◆ YOUR GOAL ◆
Find and copy the lines in the records beneath this task that contain the word "String".

◆ EXCERPTED RECORDS ◆

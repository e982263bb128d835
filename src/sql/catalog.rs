//! Interfaces to the target database
//!
//! The compiler never talks to a database itself. It asks a [`TableCatalog`]
//! whether a table name is already in use, and hands the synthesized schema to
//! a [`SchemaMigrator`] that owns diffing and DDL execution.

use std::collections::{BTreeSet, HashSet};

use super::schema::RelationalSchema;
use crate::error::CompileResult;

/// Answers "does table X already exist" for the target database
pub trait TableCatalog {
    fn table_exists(&self, name: &str) -> bool;
}

/// Catalog of an empty database
#[derive(Debug, Clone, Copy, Default)]
pub struct NoTables;

impl TableCatalog for NoTables {
    fn table_exists(&self, _name: &str) -> bool {
        false
    }
}

impl TableCatalog for HashSet<String> {
    fn table_exists(&self, name: &str) -> bool {
        self.contains(name)
    }
}

impl TableCatalog for BTreeSet<String> {
    fn table_exists(&self, name: &str) -> bool {
        self.contains(name)
    }
}

impl TableCatalog for Vec<String> {
    fn table_exists(&self, name: &str) -> bool {
        self.iter().any(|t| t == name)
    }
}

impl TableCatalog for RelationalSchema {
    fn table_exists(&self, name: &str) -> bool {
        self.get_table(name).is_some()
    }
}

/// Schema diff/apply collaborator: current schema + desired schema produce
/// an ordered list of DDL statements
pub trait SchemaMigrator {
    /// Schema currently present in the target database
    fn current_schema(&self) -> CompileResult<RelationalSchema>;

    /// Statements that turn `current` into `desired`, in execution order
    fn migrate(
        &self,
        current: &RelationalSchema,
        desired: &RelationalSchema,
    ) -> CompileResult<Vec<String>>;
}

◆ RESPONSE TO THE TASK ◆
impl TableCatalog for HashSet<String> {
impl TableCatalog for BTreeSet<String> {
impl TableCatalog for Vec<String> {
    ) -> CompileResult<Vec<String>>;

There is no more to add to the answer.